Today estate planning is a much more complex subject matter than in the olden days. This is mainly due to the fact that society has changed a great deal. These days there are different factors that must be taken into account, for instance:
- There is a higher average life expectancy for the general population and this is currently still an upward tendency.
- Changing employment environments.
- Changing family relationships.
- Medical- and hospital expenses.
- Legal- ; political; socio- economic environment.
- Insufficient Government Funding in certain sectors.
What is the difference between estate planning and financial planning?
Estate planning is usually relevant with regards to rules and regulations that come into play when someone passes away.
Financial planning in the narrow sense refers to the planning with regards to the assets and liabilities in effect before someone passes away.
Estate planning can therefore be seen as a branch of financial planning.
The Attorney is usually responsible for the drafting of legal documents, which are necessary and central to effective estate planning. These documents can be a variety of instruments such as wills, contracts, trust deeds etc. A specialist attorney (being a conveyancer) is furthermore responsible for the transfer of properties. There might also be a need for the establishment of companies in some instances.
A Financial Advisor will assist with financial advice such as investments, annuities, insurance policies etc. It is always a good idea to make use of responsible, properly qualified and well-established advisors with a good reputation to assist you with your financial planning.
Most people do not realize the importance of having a proper will which compliments your financial portfolio. There are also strict formalities for a valid will. If a document purports to be a will, but do not adhere to the formalities as set by law, it might be invalid and of no force and effect. This is why it is important to ask a professional person to draft your will.

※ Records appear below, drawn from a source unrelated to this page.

//! Format codes and the per-format lookup table.

use std::fmt::Display;
use std::str::FromStr;

use serde::{Deserialize, Serialize};

/// One of the format slots on a [`FontAsset`](crate::FontAsset).
///
/// The declaration order is the canonical slot order; it is not the order
/// used in generated `src` lists (see [`FormatCode::src_rank`]).
#[derive(Clone, Copy, Debug, PartialEq, Eq, PartialOrd, Ord, Hash, Serialize, Deserialize)]
#[serde(rename_all = "lowercase")]
pub enum FormatCode {
    Ttf,
    Otf,
    Woff,
    Woff2,
    Eot,
    Svg,
    Css,
}

/// Static facts about a format.
#[derive(Clone, Copy, Debug, PartialEq, Eq)]
pub struct FormatInfo {
    pub code: FormatCode,
    pub extension: &'static str,
    pub mime_type: &'static str,
    /// The CSS `format()` hint, `None` for the stylesheet slot itself.
    pub css_format: Option<&'static str>,
    /// Position in a generated `src` list; lower is listed first.
    pub src_rank: u8,
}

static FORMATS: [FormatInfo; 7] = [
    FormatInfo {
        code: FormatCode::Ttf,
        extension: "ttf",
        mime_type: "font/ttf",
        css_format: Some("truetype"),
        src_rank: 2,
    },
    FormatInfo {
        code: FormatCode::Otf,
        extension: "otf",
        mime_type: "font/otf",
        css_format: Some("opentype"),
        src_rank: 3,
    },
    FormatInfo {
        code: FormatCode::Woff,
        extension: "woff",
        mime_type: "font/woff",
        css_format: Some("woff"),
        src_rank: 1,
    },
    FormatInfo {
        code: FormatCode::Woff2,
        extension: "woff2",
        mime_type: "font/woff2",
        css_format: Some("woff2"),
        src_rank: 0,
    },
    FormatInfo {
        code: FormatCode::Eot,
        extension: "eot",
        mime_type: "application/vnd.ms-fontobject",
        css_format: Some("embedded-opentype"),
        src_rank: 4,
    },
    FormatInfo {
        code: FormatCode::Svg,
        extension: "svg",
        mime_type: "image/svg+xml",
        css_format: Some("svg"),
        src_rank: 5,
    },
    FormatInfo {
        code: FormatCode::Css,
        extension: "css",
        mime_type: "text/css",
        css_format: None,
        src_rank: u8::MAX,
    },
];

impl FormatCode {
    /// Every slot, in canonical order.
    pub const ALL: [FormatCode; 7] = [
        FormatCode::Ttf,
        FormatCode::Otf,
        FormatCode::Woff,
        FormatCode::Woff2,
        FormatCode::Eot,
        FormatCode::Svg,
        FormatCode::Css,
    ];

    /// The slots that hold font binaries.
    pub const FONTS: [FormatCode; 6] = [
        FormatCode::Ttf,
        FormatCode::Otf,
        FormatCode::Woff,
        FormatCode::Woff2,
        FormatCode::Eot,
        FormatCode::Svg,
    ];

    pub fn info(self) -> &'static FormatInfo {
        &FORMATS[self as usize]
    }

    pub fn extension(self) -> &'static str {
        self.info().extension
    }

    pub fn mime_type(self) -> &'static str {
        self.info().mime_type
    }

    pub fn src_rank(self) -> u8 {
        self.info().src_rank
    }

    pub fn is_font(self) -> bool {
        self != FormatCode::Css
    }

    /// Guess the format of a file from its name.
    pub fn from_filename(name: &str) -> Option<FormatCode> {
        let (_, ext) = name.rsplit_once('.')?;
        ext.parse().ok()
    }
}

impl Display for FormatCode {
    fn fmt(&self, f: &mut std::fmt::Formatter<'_>) -> std::fmt::Result {
        f.write_str(self.extension())
    }
}

/// An error returned when parsing an unknown format name.
#[derive(Clone, Debug, PartialEq, Eq, thiserror::Error)]
#[error("unknown format '{0}'")]
pub struct UnknownFormat(pub String);

impl FromStr for FormatCode {
    type Err = UnknownFormat;

    fn from_str(s: &str) -> Result<Self, Self::Err> {
        let lower = s.trim().to_ascii_lowercase();
        FORMATS
            .iter()
            .find(|info| info.extension == lower)
            .map(|info| info.code)
            .ok_or_else(|| UnknownFormat(s.to_string()))
    }
}

/// The container detected from the leading bytes of a file.
#[derive(Clone, Copy, Debug, PartialEq, Eq)]
pub enum Container {
    /// A bare sfnt with TrueType (or unspecified) outlines.
    TrueType,
    /// A bare sfnt with the `OTTO` signature.
    OpenTypeCff,
    Woff,
    Woff2,
    Eot,
    Svg,
    Collection,
}

pub(crate) const TRUETYPE_SIGNATURE: u32 = 0x0001_0000;
pub(crate) const APPLE_TRUE_SIGNATURE: u32 = u32::from_be_bytes(*b"true");
pub(crate) const CFF_SIGNATURE: u32 = u32::from_be_bytes(*b"OTTO");
pub(crate) const WOFF_SIGNATURE: u32 = u32::from_be_bytes(*b"wOFF");
pub(crate) const WOFF2_SIGNATURE: u32 = u32::from_be_bytes(*b"wOF2");
pub(crate) const COLLECTION_SIGNATURE: u32 = u32::from_be_bytes(*b"ttcf");
pub(crate) const EOT_MAGIC: u16 = 0x504C;

impl Container {
    /// Identify the container of `bytes`, if it is one we know.
    pub fn sniff(bytes: &[u8]) -> Option<Container> {
        let head = bytes.get(..4)?;
        let signature = u32::from_be_bytes(head.try_into().ok()?);
        match signature {
            TRUETYPE_SIGNATURE | APPLE_TRUE_SIGNATURE => return Some(Container::TrueType),
            CFF_SIGNATURE => return Some(Container::OpenTypeCff),
            WOFF_SIGNATURE => return Some(Container::Woff),
            WOFF2_SIGNATURE => return Some(Container::Woff2),
            COLLECTION_SIGNATURE => return Some(Container::Collection),
            _ => (),
        }
        // the EOT header is little endian, magic lives at offset 34
        if let Some(magic) = bytes.get(34..36) {
            if u16::from_le_bytes([magic[0], magic[1]]) == EOT_MAGIC {
                return Some(Container::Eot);
            }
        }
        let prefix = &bytes[..bytes.len().min(1024)];
        let text = match std::str::from_utf8(prefix) {
            Ok(text) => text,
            // the cut may land inside a multibyte char
            Err(e) => std::str::from_utf8(&prefix[..e.valid_up_to()]).ok()?,
        };
        let text = text.trim_start_matches('\u{feff}').trim_start();
        (text.starts_with('<') && text.contains("<svg")).then_some(Container::Svg)
    }

    /// Whether files in this container may be stored in the given slot.
    pub fn fits_slot(self, code: FormatCode) -> bool {
        match self {
            Container::TrueType | Container::OpenTypeCff => {
                matches!(code, FormatCode::Ttf | FormatCode::Otf)
            }
            Container::Woff => code == FormatCode::Woff,
            Container::Woff2 => code == FormatCode::Woff2,
            Container::Eot => code == FormatCode::Eot,
            Container::Svg => code == FormatCode::Svg,
            Container::Collection => false,
        }
    }

    /// The slot this container is most naturally stored in.
    pub fn format_code(self) -> Option<FormatCode> {
        match self {
            Container::TrueType => Some(FormatCode::Ttf),
            Container::OpenTypeCff => Some(FormatCode::Otf),
            Container::Woff => Some(FormatCode::Woff),
            Container::Woff2 => Some(FormatCode::Woff2),
            Container::Eot => Some(FormatCode::Eot),
            Container::Svg => Some(FormatCode::Svg),
            Container::Collection => None,
        }
    }
}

There are a lot of factors to take into account such as:
- Administration costs of the estate;
- Establishment of mortis causa trusts should there be minor children or people with disabilities who may be affected when you pass away;
- Tax implications etc.
One of the most important gifts you can give your family and loved ones is to leave an organized estate behind. In an emotional time such as loosing a loved one, your family does not need the extra burden of having to worry about finances and the administration of your estate.
Some guidance to get your estate organized:
- Ensure that you have a proper will and that it is updated regularly.
- Letter of instruction:
This document can provide a list of key instructions for your family members / survivors to follow. For instance it can contain instructions pertaining to your wishes for your funeral, important people to be contacted and their contact numbers. Where your will and important documents can be found.
- Establishment of a trust if appropriate:
A trust is a legal entity, which can hold property designated by you for your own benefit and/or the benefit of your loved ones. This document becomes especially relevant where you want to protect certain assets (in life) or even if you want to create a testamentary (mortis causa) trust to look after your minor children or other dependents when you have gone.
- Make provision for a living will:
This is a document that enables you to speak for you when you become too ill to speak for yourself.
Proper estate planning might well be the most important legacy you may ever leave your family. When you have gone you cannot undo what has not been done!